Reportedly, Brajesh Mishra went over to Europe to suggest Americans use their good offices with the Pakistanis to wind up their intrusions in Kargil, or else India would use all measures to evict them. The hint was that India may require crossing the Line of Control (LC) and, following its 1965 War footsteps, would not necessarily restrict itself to the LC sector. This could provoke a nuclear response from Pakistan, necessitating nuclear retaliation by India. The scenario impressed Clinton enough to persuade Nawaz Sharif to call back the Pakistani intruders. The rest as they say is history.
The Kargil War prompted a rethink in India at both levels: conventional and nuclear. However, there was a mismatch between the two. While at the conventional level, India went on to a proactive and offensive doctrine, at the nuclear level it promised ‘massive’ – city busting – nuclear retaliation. A conventional offensive could prompt a Pakistani nuclear counter, leading to reflexive escalation on India’s part that would insensibly put its own cities at risk.

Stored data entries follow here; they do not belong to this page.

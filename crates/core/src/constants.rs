/// Default number of sample rows kept in a local CSV preview
pub const DEFAULT_PREVIEW_SAMPLE_ROWS: usize = 5;

/// Default upload limit for CSV files (10 MiB)
pub const DEFAULT_MAX_UPLOAD_BYTES: u64 = 10 * 1024 * 1024;

/// Default interval between import progress polls, in milliseconds
pub const DEFAULT_POLL_INTERVAL_MS: u64 = 1_000;

/// Generic message surfaced when the preview endpoint fails
pub const PREVIEW_FAILED_MESSAGE: &str = "Failed to preview CSV file";

/// Generic message surfaced when the import endpoint fails
pub const IMPORT_FAILED_MESSAGE: &str = "Failed to import CSV file";

/// Separator used to join preflight issues into a single error message
pub const PREFLIGHT_ISSUE_SEPARATOR: &str = "\n";
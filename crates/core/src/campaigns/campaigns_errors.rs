use thiserror::Error;

use super::campaigns_model::{AdPlatform, CampaignStatus, ConnectionStatus};
use crate::constants::PREFLIGHT_ISSUE_SEPARATOR;

/// Errors raised by the campaign activation gate.
#[derive(Error, Debug)]
pub enum CampaignError {
    /// No usable platform link. `status` is `None` when no connection exists.
    #[error("{platform} account is not connected{}", status_suffix(.status))]
    ConnectionNotReady {
        platform: AdPlatform,
        status: Option<ConnectionStatus>,
    },

    #[error("Cannot {action} a campaign in {status} status (must be {required})")]
    InvalidStatus {
        action: &'static str,
        status: CampaignStatus,
        required: CampaignStatus,
    },

    #[error("Campaign cannot move from {from} to {to}")]
    InvalidTransition {
        from: CampaignStatus,
        to: CampaignStatus,
    },

    /// Backend preflight issues, verbatim, one per line.
    #[error("{}", .issues.join(PREFLIGHT_ISSUE_SEPARATOR))]
    PreflightRejected { issues: Vec<String> },

    #[error("Campaign not found: {0}")]
    NotFound(String),
}

fn status_suffix(status: &Option<ConnectionStatus>) -> String {
    match status {
        Some(s) => format!(" ({})", s),
        None => String::new(),
    }
}
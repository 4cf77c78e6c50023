//! Client-side activation gate.
//!
//! These checks run before any backend call. The backend preflight still has
//! the final word; passing here only means the request is worth sending.

use super::campaigns_errors::CampaignError;
use super::campaigns_model::{
    AdPlatform, Campaign, CampaignStatus, ConnectionWarning, PlatformConnection,
};

/// Finds the connection for a platform, if one exists.
pub fn connection_for(
    platform: AdPlatform,
    connections: &[PlatformConnection],
) -> Option<&PlatformConnection> {
    connections.iter().find(|c| c.platform == platform)
}

/// Checks that `from -> to` is a legal lifecycle step.
pub fn check_transition(from: CampaignStatus, to: CampaignStatus) -> Result<(), CampaignError> {
    if from.can_transition_to(to) {
        Ok(())
    } else {
        Err(CampaignError::InvalidTransition { from, to })
    }
}

/// Checks whether `campaign` may be activated over `connection`.
///
/// The connection is checked first, whatever the campaign status.
pub fn check_activation(
    campaign: &Campaign,
    connection: Option<&PlatformConnection>,
) -> Result<(), CampaignError> {
    match connection {
        Some(c) if c.platform == campaign.platform && c.is_connected() => {}
        Some(c) if c.platform == campaign.platform => {
            return Err(CampaignError::ConnectionNotReady {
                platform: campaign.platform,
                status: Some(c.status),
            });
        }
        _ => {
            return Err(CampaignError::ConnectionNotReady {
                platform: campaign.platform,
                status: None,
            });
        }
    }

    if campaign.status != CampaignStatus::Ready {
        return Err(CampaignError::InvalidStatus {
            action: "activate",
            status: campaign.status,
            required: CampaignStatus::Ready,
        });
    }
    check_transition(campaign.status, CampaignStatus::Active)
}

/// Only ACTIVE campaigns can be paused.
pub fn check_pause(campaign: &Campaign) -> Result<(), CampaignError> {
    if campaign.status != CampaignStatus::Active {
        return Err(CampaignError::InvalidStatus {
            action: "pause",
            status: campaign.status,
            required: CampaignStatus::Active,
        });
    }
    check_transition(campaign.status, CampaignStatus::Paused)
}

/// ACTIVE campaigns running over a connection that is not CONNECTED.
pub fn connection_warnings(
    campaigns: &[Campaign],
    connections: &[PlatformConnection],
) -> Vec<ConnectionWarning> {
    campaigns
        .iter()
        .filter(|c| c.status == CampaignStatus::Active)
        .filter_map(|campaign| {
            let connection = connection_for(campaign.platform, connections);
            if connection.is_some_and(|c| c.is_connected()) {
                return None;
            }
            let connection_status = connection.map(|c| c.status);
            let message = match connection_status {
                Some(status) => format!(
                    "{} connection is {}; campaign '{}' may stop delivering",
                    campaign.platform, status, campaign.name
                ),
                None => format!(
                    "No {} connection; campaign '{}' may stop delivering",
                    campaign.platform, campaign.name
                ),
            };
            Some(ConnectionWarning {
                campaign_id: campaign.id.clone(),
                campaign_name: campaign.name.clone(),
                platform: campaign.platform,
                connection_status,
                message,
            })
        })
        .collect()
}
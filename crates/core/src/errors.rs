//! Core error types for the Leadflow engine.
//!
//! This module defines transport-agnostic error types. HTTP client errors
//! (from reqwest, etc.) are converted to these types by the connect layer.

use thiserror::Error;

use crate::campaigns::CampaignError;
use crate::imports::ImportError;

/// Type alias for Result using our Error type.
pub type Result<T> = std::result::Result<T, Error>;

/// Root error type for the lead engine.
///
/// Three families are kept apart: transport failures, client-side validation
/// failures raised before any request, and business-rule failures whose
/// human-readable message comes from the backend.
#[derive(Error, Debug)]
pub enum Error {
    #[error("Input validation failed: {0}")]
    Validation(#[from] ValidationError),

    /// The backend answered with a non-2xx status.
    #[error("{message}")]
    Api { status: u16, message: String },

    #[error("Request failed: {0}")]
    Transport(String),

    #[error("{0}")]
    Import(#[from] ImportError),

    #[error("{0}")]
    Campaign(#[from] CampaignError),

    #[error("Failed to read CSV: {0}")]
    Csv(String),

    #[error("Operation cancelled")]
    Cancelled,

    #[error("Invalid configuration value: {0}")]
    InvalidConfigValue(String),

    #[error("Unexpected error: {0}")]
    Unexpected(String),
}

impl Error {
    /// Builds an API error from a status code and backend message.
    pub fn api(status: u16, message: impl Into<String>) -> Self {
        Error::Api {
            status,
            message: message.into(),
        }
    }

    /// True when the failure came from the network layer rather than the backend.
    pub fn is_transport(&self) -> bool {
        matches!(self, Error::Transport(_))
    }

    pub fn is_cancelled(&self) -> bool {
        matches!(self, Error::Cancelled)
    }
}

/// Validation errors for user input, raised client-side before any request.
#[derive(Error, Debug)]
pub enum ValidationError {
    #[error("Invalid input: {0}")]
    InvalidInput(String),

    #[error("Required field '{0}' is missing")]
    MissingField(String),

    #[error("File '{0}' is empty")]
    EmptyFile(String),

    #[error("File '{name}' is {size} bytes, the limit is {limit} bytes")]
    FileTooLarge { name: String, size: u64, limit: u64 },

    #[error("File '{0}' is not a CSV file")]
    UnsupportedFileType(String),
}

// === From implementations for common error types ===

impl From<std::io::Error> for Error {
    fn from(err: std::io::Error) -> Self {
        Error::Validation(ValidationError::InvalidInput(err.to_string()))
    }
}

impl From<serde_json::Error> for Error {
    fn from(err: serde_json::Error) -> Self {
        Error::Unexpected(format!("JSON error: {}", err))
    }
}

impl From<csv::Error> for Error {
    fn from(err: csv::Error) -> Self {
        Error::Csv(err.to_string())
    }
}

impl From<Error> for String {
    fn from(err: Error) -> Self {
        err.to_string()
    }
}
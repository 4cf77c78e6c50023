//! Imports module - CSV lead intake: mapping, preview, staged import and history.

mod column_mapper;
mod csv_parser;
mod import_wizard;
mod imports_errors;
mod imports_model;
mod imports_service;
mod imports_traits;
mod progress;




pub use column_mapper::{
    apply_mapping, auto_map, auto_map_header, MappingAlternatives, MappingConflict,
    MappingProposal, MappingRule, MAPPING_RULES,
};
pub use csv_parser::{parse_csv, ParseConfig, ParseError, ParseErrorKind, ParsedCsvResult};
pub use import_wizard::{reduce, ImportAction, ImportStep, ImportWizardState, SelectedFile};
pub use imports_errors::ImportError;
pub use imports_model::{
    sort_newest_first, BatchRowError, ColumnMapping, CsvPreview, HistorySummary, ImportBatch,
    ImportBatchStatus, ImportCommitResult, MappingPreview, UploadFile,
};
pub use imports_service::{ImportConfig, ImportService};
pub use imports_traits::{ImportServiceTrait, LeadImportApiTrait};
pub use progress::{ImportOutcome, ImportProgress, ImportProgressReporter, NoOpProgressReporter};
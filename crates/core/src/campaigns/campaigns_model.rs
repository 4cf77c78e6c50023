//! Campaign and platform connection domain models.

use chrono::{DateTime, Utc};
use rust_decimal::Decimal;
use serde::{Deserialize, Serialize};
use std::fmt;

use crate::constants::PREFLIGHT_ISSUE_SEPARATOR;

/// Lifecycle status of a campaign.
#[derive(Debug, Clone, Copy, PartialEq, Eq, Hash, Serialize, Deserialize)]
#[serde(rename_all = "SCREAMING_SNAKE_CASE")]
pub enum CampaignStatus {
    Draft,
    Ready,
    Scheduled,
    Active,
    Paused,
    Archived,
    Failed,
}

impl CampaignStatus {
    pub const ALL: [CampaignStatus; 7] = [
        CampaignStatus::Draft,
        CampaignStatus::Ready,
        CampaignStatus::Scheduled,
        CampaignStatus::Active,
        CampaignStatus::Paused,
        CampaignStatus::Archived,
        CampaignStatus::Failed,
    ];

    pub fn as_str(&self) -> &'static str {
        match self {
            CampaignStatus::Draft => "DRAFT",
            CampaignStatus::Ready => "READY",
            CampaignStatus::Scheduled => "SCHEDULED",
            CampaignStatus::Active => "ACTIVE",
            CampaignStatus::Paused => "PAUSED",
            CampaignStatus::Archived => "ARCHIVED",
            CampaignStatus::Failed => "FAILED",
        }
    }

    /// Statuses reachable from this one in a single step.
    pub fn allowed_transitions(&self) -> &'static [CampaignStatus] {
        use CampaignStatus::*;
        match self {
            Draft => &[Ready, Archived],
            Ready => &[Active, Scheduled, Draft, Archived],
            Scheduled => &[Active, Ready, Archived, Failed],
            Active => &[Paused, Failed, Archived],
            Paused => &[Active, Archived],
            Failed => &[Draft, Archived],
            Archived => &[],
        }
    }

    pub fn can_transition_to(&self, next: CampaignStatus) -> bool {
        self.allowed_transitions().contains(&next)
    }

    pub fn is_terminal(&self) -> bool {
        self.allowed_transitions().is_empty()
    }
}

impl fmt::Display for CampaignStatus {
    fn fmt(&self, f: &mut fmt::Formatter<'_>) -> fmt::Result {
        f.pad(self.as_str())
    }
}

/// Ads platform a campaign runs on.
#[derive(Debug, Clone, Copy, PartialEq, Eq, Hash, Serialize, Deserialize)]
#[serde(rename_all = "UPPERCASE")]
pub enum AdPlatform {
    Meta,
    Google,
    TikTok,
    LinkedIn,
}

impl AdPlatform {
    pub fn as_str(&self) -> &'static str {
        match self {
            AdPlatform::Meta => "META",
            AdPlatform::Google => "GOOGLE",
            AdPlatform::TikTok => "TIKTOK",
            AdPlatform::LinkedIn => "LINKEDIN",
        }
    }
}

impl fmt::Display for AdPlatform {
    fn fmt(&self, f: &mut fmt::Formatter<'_>) -> fmt::Result {
        f.pad(self.as_str())
    }
}

#[derive(Debug, Clone, PartialEq, Serialize, Deserialize)]
#[serde(rename_all = "camelCase")]
pub struct Campaign {
    pub id: String,
    pub name: String,
    pub platform: AdPlatform,
    pub status: CampaignStatus,
    #[serde(default)]
    pub daily_budget: Option<Decimal>,
    #[serde(default)]
    pub created_at: Option<DateTime<Utc>>,
    #[serde(default)]
    pub updated_at: Option<DateTime<Utc>>,
}

/// Authorization state of an ads platform link.
#[derive(Debug, Clone, Copy, PartialEq, Eq, Hash, Serialize, Deserialize)]
#[serde(rename_all = "UPPERCASE")]
pub enum ConnectionStatus {
    Connected,
    Disconnected,
    Expired,
    Error,
}

impl fmt::Display for ConnectionStatus {
    fn fmt(&self, f: &mut fmt::Formatter<'_>) -> fmt::Result {
        let s = match self {
            ConnectionStatus::Connected => "CONNECTED",
            ConnectionStatus::Disconnected => "DISCONNECTED",
            ConnectionStatus::Expired => "EXPIRED",
            ConnectionStatus::Error => "ERROR",
        };
        f.pad(s)
    }
}

#[derive(Debug, Clone, PartialEq, Eq, Serialize, Deserialize)]
#[serde(rename_all = "camelCase")]
pub struct PlatformConnection {
    pub platform: AdPlatform,
    pub status: ConnectionStatus,
    #[serde(default)]
    pub account_name: Option<String>,
    #[serde(default)]
    pub last_error: Option<String>,
}

impl PlatformConnection {
    pub fn is_connected(&self) -> bool {
        self.status == ConnectionStatus::Connected
    }
}

/// Backend verdict on whether a campaign may go live.
#[derive(Debug, Clone, Default, PartialEq, Eq, Serialize, Deserialize)]
#[serde(rename_all = "camelCase")]
pub struct PreflightResult {
    pub can_activate: bool,
    #[serde(default)]
    pub issues: Vec<String>,
}

impl PreflightResult {
    /// Issues as one message, one per line, in backend order.
    pub fn issues_message(&self) -> String {
        self.issues.join(PREFLIGHT_ISSUE_SEPARATOR)
    }
}

/// An ACTIVE campaign whose platform link is no longer usable.
///
/// Shown as a badge; the campaign keeps running until someone acts on it.
#[derive(Debug, Clone, PartialEq, Eq, Serialize, Deserialize)]
#[serde(rename_all = "camelCase")]
pub struct ConnectionWarning {
    pub campaign_id: String,
    pub campaign_name: String,
    pub platform: AdPlatform,
    /// `None` when no connection exists for the platform
    pub connection_status: Option<ConnectionStatus>,
    pub message: String,
}

#[cfg(test)]
mod tests {
    use super::*;
    use rust_decimal_macros::dec;

    #[test]
    fn test_transition_table() {
        use CampaignStatus::*;
        assert!(Draft.can_transition_to(Ready));
        assert!(!Draft.can_transition_to(Active));
        assert!(Ready.can_transition_to(Active));
        assert!(Ready.can_transition_to(Scheduled));
        assert!(Scheduled.can_transition_to(Failed));
        assert!(Active.can_transition_to(Paused));
        assert!(!Active.can_transition_to(Ready));
        assert!(Paused.can_transition_to(Active));
        assert!(!Paused.can_transition_to(Draft));
        assert!(Failed.can_transition_to(Draft));
        assert!(!Failed.can_transition_to(Active));
    }

    #[test]
    fn test_archived_is_the_only_terminal_status() {
        let terminal: Vec<_> = CampaignStatus::ALL
            .iter()
            .filter(|s| s.is_terminal())
            .collect();
        assert_eq!(terminal, vec![&CampaignStatus::Archived]);

        for status in CampaignStatus::ALL {
            assert!(!status.can_transition_to(status), "{} loops", status);
        }
    }

    #[test]
    fn test_deserialize_campaign() {
        let json = r#"{
            "id": "cmp-1",
            "name": "Spring open house",
            "platform": "TIKTOK",
            "status": "READY",
            "dailyBudget": 150.5,
            "createdAt": "2026-02-10T08:00:00Z"
        }"#;

        let campaign: Campaign = serde_json::from_str(json).unwrap();

        assert_eq!(campaign.platform, AdPlatform::TikTok);
        assert_eq!(campaign.status, CampaignStatus::Ready);
        assert_eq!(campaign.daily_budget, Some(dec!(150.5)));
        assert!(campaign.updated_at.is_none());
    }

    #[test]
    fn test_deserialize_connection() {
        let json = r#"{"platform":"LINKEDIN","status":"EXPIRED","accountName":"Acme Realty"}"#;
        let connection: PlatformConnection = serde_json::from_str(json).unwrap();
        assert_eq!(connection.platform, AdPlatform::LinkedIn);
        assert!(!connection.is_connected());
        assert_eq!(connection.account_name.as_deref(), Some("Acme Realty"));
    }

    #[test]
    fn test_preflight_issues_message() {
        let result: PreflightResult = serde_json::from_str(
            r#"{"canActivate":false,"issues":["Budget exceeds account limit","Missing creative"]}"#,
        )
        .unwrap();
        assert_eq!(
            result.issues_message(),
            "Budget exceeds account limit\nMissing creative"
        );

        let ok: PreflightResult = serde_json::from_str(r#"{"canActivate":true}"#).unwrap();
        assert!(ok.issues.is_empty());
    }
}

This would have been sustainable in case the conventional offensive was made a remote possibility by measures such as meaningful talks over conflict triggers such as Kashmir. However, while the talks did get underway, as the then Pakistani foreign minister Khurshid Kasuri’s memoirs testify, they could not be sustained and eventually were derailed by Mumbai, 26/11.
The latest Exercise Drad Sankalp has all the hallmarks of nuclear dangers: ‘decisive manoeuvres by mechanized forces on ground in harmony with utilization of the Third Dimension (air power (added)) to ensure complete dominance of the battlefield.’ The highlighted phrases would tend to trigger Pakistan’s nuclear card, officially pointed out finally by its foreign secretary only this September.
The mention of ‘integrated theatre’ concept the finds mention in the press note suggests that the manouvers appear to be prepared for such an eventuality. What the phrase means is that even though the Pakistani frontage has three geographic commands arrayed, they are capable of fighting as one, as was the case in the 1965 War in which General Harbaksh Singh was the de-facto theatre commander. While in 1965, the war was brought to an end with General JN ‘Mucchu’ Chaudhuri pleading lack of artillery ammunition, the integrated theater concept also entails integrated logistics, implying that India could rely on its depth in resources to continue the war despite its going nuclear.
India is evidently still fighting the last war. Deterrence wonks would have it that this ability will strengthen deterrence by implying ‘escalation dominance’, an ability to prevail even if Pakistan goes nuclear and at any level of nuclear exchange(s). However, the Chennai floods bring home that this does not hold for the civilian front. It would be wishful to believe that the civilian front will remain unscathed in war.